Remember liberal guilt? The idea that because we had so much, we felt guilty, and so to assuage our consciouses, we were happy to give some back. I still think giving to the poor is a noble cause, but I never thought guilt was what social programs were about. I thought those programs were in place because of love. Because of generosity.
I’ve been poor, even homeless, but I’ve always worked. My income, when I have one worth reporting to the IRS, has always hovered close to the poverty level, which is now $13,444. My jobs have been waitress, secretary, high school teacher, college teacher, writer. The only government assistance I’ve ever used was a Pell Grant to start my college education. After I married, the Pell Grant went away. I pursued education anyway because I believed it was my way to a better job than waitress, bartender, or secretary.
Now I have two degrees in English, two jobs (writing and teaching) and I couldn’t buy myself a used car. Forget about a house! My husband is the reason I am living in a new house, buying new things to furnish it with, and feeling twinges of guilt. I have so much. Most of the world has so little. It doesn’t seem fair.

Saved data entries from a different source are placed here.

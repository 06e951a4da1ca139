//! # Browser Sessions
//!
//! Page scraping goes through a [`BrowserLauncher`] that hands out
//! [`BrowserSession`]s. Sessions are always used via [`with_session`], which
//! closes the session exactly once whether the work succeeds or fails.
//!
//! The production launcher, [`HttpBrowserLauncher`], fetches the page over
//! HTTP and matches anchors with a small CSS selector subset
//! (`tag`, `tag.class`, `.class`, and a descendant pair such as
//! `h3.entrylist-contents-title a`).

use async_trait::async_trait;
use futures::future::BoxFuture;
use regex::Regex;
use reqwest::{Client, Url};
use toolhub_core::HandlerError;
use tracing::{debug, warn};

use crate::webpage::read_capped;

/// A link extracted from a page
#[derive(Debug, Clone, PartialEq, Eq)]
pub struct Link {
    pub title: String,
    pub href: String,
}

/// An open browsing context
#[async_trait]
pub trait BrowserSession: Send {
    async fn navigate(&mut self, url: &str) -> Result<(), HandlerError>;

    /// Anchors matching `selector` on the current page, in document order
    async fn extract_links(&mut self, selector: &str) -> Result<Vec<Link>, HandlerError>;

    /// Release the session. Called exactly once by [`with_session`].
    async fn close(self: Box<Self>) -> Result<(), HandlerError>;
}

#[async_trait]
pub trait BrowserLauncher: Send + Sync {
    async fn launch(&self) -> Result<Box<dyn BrowserSession>, HandlerError>;
}

/// Run `work` against a fresh session and close it on every exit path.
///
/// A close failure after successful work is returned as the error; after
/// failed work the work's error wins and the close failure is logged. If the
/// returned future is dropped early, for example by a call timeout, the
/// session is closed on a background task instead.
pub async fn with_session<T, F>(launcher: &dyn BrowserLauncher, work: F) -> Result<T, HandlerError>
where
    T: Send,
    F: for<'s> FnOnce(&'s mut dyn BrowserSession) -> BoxFuture<'s, Result<T, HandlerError>>
        + Send,
{
    let mut guard = SessionGuard {
        session: Some(launcher.launch().await?),
    };
    let outcome = match guard.session.as_deref_mut() {
        Some(session) => work(session).await,
        None => Err(HandlerError::external("browser", "session already closed")),
    };
    let closed = guard.close().await;

    match (outcome, closed) {
        (Ok(value), Ok(())) => Ok(value),
        (Ok(_), Err(close_err)) => Err(close_err),
        (Err(err), Ok(())) => Err(err),
        (Err(err), Err(close_err)) => {
            warn!(error = %close_err, "Failed to close browser session after error");
            Err(err)
        }
    }
}

/// Owns a live session until it has been closed
struct SessionGuard {
    session: Option<Box<dyn BrowserSession>>,
}

impl SessionGuard {
    async fn close(&mut self) -> Result<(), HandlerError> {
        match self.session.take() {
            Some(session) => session.close().await,
            None => Ok(()),
        }
    }
}

impl Drop for SessionGuard {
    fn drop(&mut self) {
        let Some(session) = self.session.take() else {
            return;
        };
        match tokio::runtime::Handle::try_current() {
            Ok(handle) => {
                debug!("Closing abandoned browser session in the background");
                handle.spawn(async move {
                    if let Err(err) = session.close().await {
                        warn!(error = %err, "Failed to close abandoned browser session");
                    }
                });
            }
            Err(_) => warn!("Browser session dropped outside a runtime, not closed"),
        }
    }
}

/// One compound selector: optional tag plus optional class
#[derive(Debug, Clone, PartialEq, Eq)]
struct Compound {
    tag: Option<String>,
    class: Option<String>,
}

impl Compound {
    fn parse(part: &str) -> Option<Self> {
        let (tag, class) = match part.split_once('.') {
            Some((tag, class)) => (tag, Some(class)),
            None => (part, None),
        };
        let valid = |s: &str| {
            s.chars()
                .all(|c| c.is_ascii_alphanumeric() || c == '-' || c == '_')
        };
        if !valid(tag) || class.is_some_and(|c| c.is_empty() || !valid(c)) {
            return None;
        }
        if tag.is_empty() && class.is_none() {
            return None;
        }
        Some(Self {
            tag: (!tag.is_empty()).then(|| tag.to_ascii_lowercase()),
            class: class.map(str::to_string),
        })
    }

    fn element_regex(&self) -> Result<Regex, HandlerError> {
        let tag = self
            .tag
            .as_deref()
            .map(regex::escape)
            .unwrap_or_else(|| "[a-zA-Z][a-zA-Z0-9]*".to_string());
        // No backreferences in `regex`: untagged selectors stop at the first end tag
        let pattern = match &self.tag {
            Some(_) => format!(r"(?is)<({tag})\b([^>]*)>(.*?)</{tag}\s*>"),
            None => format!(r"(?is)<({tag})\b([^>]*)>(.*?)</[a-zA-Z][a-zA-Z0-9]*\s*>"),
        };
        Regex::new(&pattern)
            .map_err(|e| HandlerError::external("browser", format!("bad selector: {e}")))
    }

    fn matches_attrs(&self, attrs: &str) -> bool {
        match &self.class {
            Some(class) => extract_attr(attrs, "class")
                .is_some_and(|value| value.split_whitespace().any(|c| c == class)),
            None => true,
        }
    }

    /// `(attrs, inner_html)` of every matching element in `html`
    fn find<'h>(&self, html: &'h str) -> Result<Vec<(&'h str, &'h str)>, HandlerError> {
        let re = self.element_regex()?;
        Ok(re
            .captures_iter(html)
            .filter_map(|caps| {
                let attrs = caps.get(2)?.as_str();
                let inner = caps.get(3)?.as_str();
                self.matches_attrs(attrs).then_some((attrs, inner))
            })
            .collect())
    }
}

/// Parsed `container target` selector
#[derive(Debug, Clone, PartialEq, Eq)]
pub struct LinkSelector {
    container: Option<Compound>,
    target: Compound,
}

impl LinkSelector {
    pub fn parse(selector: &str) -> Result<Self, HandlerError> {
        let unsupported =
            || HandlerError::external("browser", format!("unsupported selector '{selector}'"));

        let parts: Vec<&str> = selector.split_whitespace().collect();
        match parts.as_slice() {
            [target] => Ok(Self {
                container: None,
                target: Compound::parse(target).ok_or_else(unsupported)?,
            }),
            [container, target] => Ok(Self {
                container: Some(Compound::parse(container).ok_or_else(unsupported)?),
                target: Compound::parse(target).ok_or_else(unsupported)?,
            }),
            _ => Err(unsupported()),
        }
    }

    /// Extract links from `html`, resolving relative hrefs against `base`
    pub fn extract(&self, html: &str, base: Option<&Url>) -> Result<Vec<Link>, HandlerError> {
        let scopes: Vec<&str> = match &self.container {
            Some(container) => container
                .find(html)?
                .into_iter()
                .map(|(_, inner)| inner)
                .collect(),
            None => vec![html],
        };

        let mut links = Vec::new();
        for scope in scopes {
            for (attrs, inner) in self.target.find(scope)? {
                let Some(href) = extract_attr(attrs, "href") else {
                    continue;
                };
                let href = match base {
                    Some(base) => base
                        .join(&href)
                        .map(|u| u.to_string())
                        .unwrap_or(href),
                    None => href,
                };
                links.push(Link {
                    title: strip_html_tags(inner),
                    href,
                });
            }
        }
        Ok(links)
    }
}

/// Extract the value of an HTML attribute from a tag's attribute text.
fn extract_attr(attrs: &str, attr: &str) -> Option<String> {
    for quote in ['"', '\''] {
        let pattern = format!("{attr}={quote}");
        if let Some(start) = find_attr_start(attrs, &pattern) {
            let end = attrs[start..].find(quote)? + start;
            return Some(html_decode(&attrs[start..end]));
        }
    }
    None
}

fn find_attr_start(attrs: &str, pattern: &str) -> Option<usize> {
    let mut offset = 0;
    while let Some(pos) = attrs[offset..].find(pattern) {
        let abs = offset + pos;
        // Reject matches inside longer names such as data-href
        let boundary = abs == 0
            || attrs[..abs]
                .chars()
                .next_back()
                .is_some_and(char::is_whitespace);
        if boundary {
            return Some(abs + pattern.len());
        }
        offset = abs + pattern.len();
    }
    None
}

/// Strip HTML tags from a string, returning plain text.
fn strip_html_tags(s: &str) -> String {
    let mut out = String::with_capacity(s.len());
    let mut in_tag = false;
    for ch in s.chars() {
        match ch {
            '<' => in_tag = true,
            '>' => in_tag = false,
            _ if !in_tag => out.push(ch),
            _ => {}
        }
    }
    let collapsed = out.split_whitespace().collect::<Vec<_>>().join(" ");
    html_decode(&collapsed)
}

/// Decode common HTML entities.
fn html_decode(s: &str) -> String {
    s.replace("&lt;", "<")
        .replace("&gt;", ">")
        .replace("&quot;", "\"")
        .replace("&#39;", "'")
        .replace("&apos;", "'")
        .replace("&#x27;", "'")
        .replace("&nbsp;", " ")
        .replace("&amp;", "&")
}

/// Launches [`HttpBrowserSession`]s sharing one HTTP client
#[derive(Debug, Clone)]
pub struct HttpBrowserLauncher {
    client: Client,
    max_bytes: usize,
}

impl HttpBrowserLauncher {
    /// Pages larger than `max_bytes` fail to load
    pub fn new(client: Client, max_bytes: usize) -> Self {
        Self { client, max_bytes }
    }
}

#[async_trait]
impl BrowserLauncher for HttpBrowserLauncher {
    async fn launch(&self) -> Result<Box<dyn BrowserSession>, HandlerError> {
        debug!("Opening HTTP browser session");
        Ok(Box::new(HttpBrowserSession {
            client: self.client.clone(),
            max_bytes: self.max_bytes,
            page: None,
        }))
    }
}

struct LoadedPage {
    url: Url,
    html: String,
}

/// Session that loads pages with plain GET requests
pub struct HttpBrowserSession {
    client: Client,
    max_bytes: usize,
    page: Option<LoadedPage>,
}

#[async_trait]
impl BrowserSession for HttpBrowserSession {
    async fn navigate(&mut self, url: &str) -> Result<(), HandlerError> {
        let response = self
            .client
            .get(url)
            .send()
            .await
            .map_err(|e| HandlerError::external("browser", format!("navigation failed: {e}")))?;

        let status = response.status();
        if !status.is_success() {
            return Err(HandlerError::external(
                "browser",
                format!("{url} returned HTTP {}", status.as_u16()),
            ));
        }

        let final_url = response.url().clone();
        let html = read_capped(response, self.max_bytes, "browser").await?;

        debug!(url = %final_url, bytes = html.len(), "Page loaded");
        self.page = Some(LoadedPage {
            url: final_url,
            html,
        });
        Ok(())
    }

    async fn extract_links(&mut self, selector: &str) -> Result<Vec<Link>, HandlerError> {
        let page = self
            .page
            .as_ref()
            .ok_or_else(|| HandlerError::external("browser", "no page loaded"))?;
        LinkSelector::parse(selector)?.extract(&page.html, Some(&page.url))
    }

    async fn close(self: Box<Self>) -> Result<(), HandlerError> {
        debug!("Closing HTTP browser session");
        Ok(())
    }
}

Land a man, land on your feet. This uncomfortable truth has been the reality of my life. Yes of course I cook and clean and so forth. That’s the unpaid work we women who marry take on. Well, some of us.
Had I not been married, I would have pursued full time teaching with more zeal. But the way things happened, I was able to teach part-time and write for great chunks of time, taking years off the day job. Without that time off from teaching, I never would have been able to pursue things like writing for magazines. I would not have been able to write novels or find a publisher. I probably wouldn’t be writing this post or have the time to worry about all the poor people in the world. I’d be too busy grading papers or flying the freeways.
When I told my husband about a post I wrote a week or so ago, all about moving to the country and buying new curtains, he said I should be careful. He said I should not flaunt our situation. He said it would make some people with less feel bad. He was right. And ever since, I’ve been feeling guilty about my good fortune.